Bacaan
TopikWasiat bagi yang Hampir Meninggal (180-182)
فَمَنْ خَافَ مِنْ مُوصٍ جَنَفًا أَوْ إِثْمًا فَأَصْلَحَ بَيْنَهُمْ فَلَا إِثْمَ عَلَيْهِ ۚ إِنَّ اللَّهَ غَفُورٌ رَحِيمٌ
(2:182) Tetapi siapa yang khawatir bahwa pemberi wasiat (berlaku) berat sebelah atau berbuat salah, lalu dia mendamaikan61) antara mereka, maka dia tidak berdosa.

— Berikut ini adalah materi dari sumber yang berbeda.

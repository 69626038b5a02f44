pub mod engine;
pub mod fair;
pub mod settlement;
pub mod types;

pub use engine::GameEngine;
pub use fair::FairRng;
pub use types::*;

Sungguh, Allah Maha Pengampun, Maha Penyayang.
Catatan Depag
*61) Mendamaikan ialah menyuruh orang yang berwasiat berlaku adil dalam berwasiat sesuai dengan batas-batas yang ditentukan syarak (ketentuan agama).
Logical Fallacy
Vague Exception Creating Ambiguity: Pengecualian 'siapa yang khawatir wasiat tidak adil boleh mendamaikan tanpa dosa' menciptakan celah yang cukup lebar untuk dimanipulasi — siapa yang menentukan apakah kekhawatiran itu sah?